Segment Open

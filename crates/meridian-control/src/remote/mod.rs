//! Remote call layer.
//!
//! [`RemoteCaller::call`] issues one request with immediate retry on read
//! timeout; [`poll_until`] repeats a fetch until a predicate holds or the
//! attempt budget runs out. Non-200 responses are returned to the caller
//! unchanged. Interpreting them is the caller's job.

mod poll;

pub use poll::{poll_until, PollPolicy};

use std::sync::Arc;
use std::time::Duration;

use meridian_secrets::SecretGetter;
use serde::Serialize;
use tracing::{debug, warn};

use crate::config::ApiConfig;
use crate::error::{ControlError, ControlResult};
use crate::transport::{ApiRequest, ApiResponse, HttpMethod, HttpTransport, TransportError};

/// How the API token is presented.
#[derive(Debug, Clone, Copy, PartialEq, Eq)]
pub enum AuthStyle {
    /// `access_token: <token>` with `accept: application/json`.
    AccessToken,
    /// `Authorization: Bearer <token>`.
    Bearer,
}

impl AuthStyle {
    fn headers(self, token: &str) -> Vec<(String, String)> {
        let mut headers = vec![("Content-Type".to_owned(), "application/json".to_owned())];
        match self {
            Self::AccessToken => {
                headers.push(("accept".to_owned(), "application/json".to_owned()));
                headers.push(("access_token".to_owned(), token.to_owned()));
            }
            Self::Bearer => {
                headers.push(("Authorization".to_owned(), format!("Bearer {token}")));
            }
        }
        headers
    }
}

/// Authenticated client for one remote API.
#[derive(Clone)]
pub struct RemoteCaller {
    transport: Arc<dyn HttpTransport>,
    secrets: Arc<dyn SecretGetter>,
    auth: AuthStyle,
    base_url: String,
    timeout: Duration,
    max_attempts: u32,
}

impl RemoteCaller {
    /// Create a caller from API configuration.
    pub fn new(
        transport: Arc<dyn HttpTransport>,
        secrets: Arc<dyn SecretGetter>,
        auth: AuthStyle,
        config: &ApiConfig,
    ) -> Self {
        Self {
            transport,
            secrets,
            auth,
            base_url: config.base_url.trim_end_matches('/').to_owned(),
            timeout: config.timeout(),
            max_attempts: config.max_attempts.max(1),
        }
    }

    /// Override the total attempt budget for read timeouts.
    #[must_use]
    pub fn with_max_attempts(mut self, max_attempts: u32) -> Self {
        self.max_attempts = max_attempts.max(1);
        self
    }

    /// The base URL endpoints are joined onto.
    #[must_use]
    pub fn base_url(&self) -> &str {
        &self.base_url
    }

    /// Resolve an endpoint. Absolute URLs are used as given.
    #[must_use]
    pub fn url(&self, endpoint: &str) -> String {
        if endpoint.starts_with("http://") || endpoint.starts_with("https://") {
            endpoint.to_owned()
        } else {
            format!("{}/{}", self.base_url, endpoint.trim_start_matches('/'))
        }
    }

    /// Issue one request, retrying immediately on read timeout.
    ///
    /// The token is fetched before anything is sent; if that fails the
    /// call fails with [`ControlError::Authentication`] and no request is
    /// made. Other transport failures propagate on the first attempt.
    pub async fn call(
        &self,
        method: HttpMethod,
        endpoint: &str,
        query: &[(&str, &str)],
        body: Option<serde_json::Value>,
    ) -> ControlResult<ApiResponse> {
        let token = self
            .secrets
            .get_secret()
            .await
            .map_err(ControlError::Authentication)?;

        let request = ApiRequest {
            method,
            url: self.url(endpoint),
            headers: self.auth.headers(token.expose()),
            query: query
                .iter()
                .map(|(k, v)| ((*k).to_owned(), (*v).to_owned()))
                .collect(),
            body,
            timeout: self.timeout,
        };

        for attempt in 1..=self.max_attempts {
            match self.transport.request(request.clone()).await {
                Ok(response) => {
                    debug!(
                        method = %method,
                        endpoint,
                        status = response.status,
                        attempt,
                        "remote call completed"
                    );
                    return Ok(response);
                }
                Err(TransportError::Timeout) => {
                    warn!(
                        method = %method,
                        endpoint,
                        attempt,
                        max_attempts = self.max_attempts,
                        "remote call timed out"
                    );
                }
                Err(TransportError::Other(message)) => {
                    return Err(ControlError::Transport {
                        endpoint: endpoint.to_owned(),
                        message,
                    });
                }
            }
        }

        Err(ControlError::TransientNetwork {
            endpoint: endpoint.to_owned(),
            attempts: self.max_attempts,
        })
    }

    /// GET with query parameters.
    pub async fn get(&self, endpoint: &str, query: &[(&str, &str)]) -> ControlResult<ApiResponse> {
        self.call(HttpMethod::Get, endpoint, query, None).await
    }

    /// POST a JSON body.
    pub async fn post<B: Serialize + ?Sized>(
        &self,
        endpoint: &str,
        body: &B,
    ) -> ControlResult<ApiResponse> {
        let body = serde_json::to_value(body)?;
        self.call(HttpMethod::Post, endpoint, &[], Some(body)).await
    }
}

impl std::fmt::Debug for RemoteCaller {
    fn fmt(&self, f: &mut std::fmt::Formatter<'_>) -> std::fmt::Result {
        f.debug_struct("RemoteCaller")
            .field("base_url", &self.base_url)
            .field("auth", &self.auth)
            .field("max_attempts", &self.max_attempts)
            .finish_non_exhaustive()
    }
}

Segment Closed

Your task
In the records above, locate the lines holding the word "HttpTransport". Copy each of them.

Exercise result
use crate::transport::{ApiRequest, ApiResponse, HttpMethod, HttpTransport, TransportError};
    transport: Arc<dyn HttpTransport>,
        transport: Arc<dyn HttpTransport>,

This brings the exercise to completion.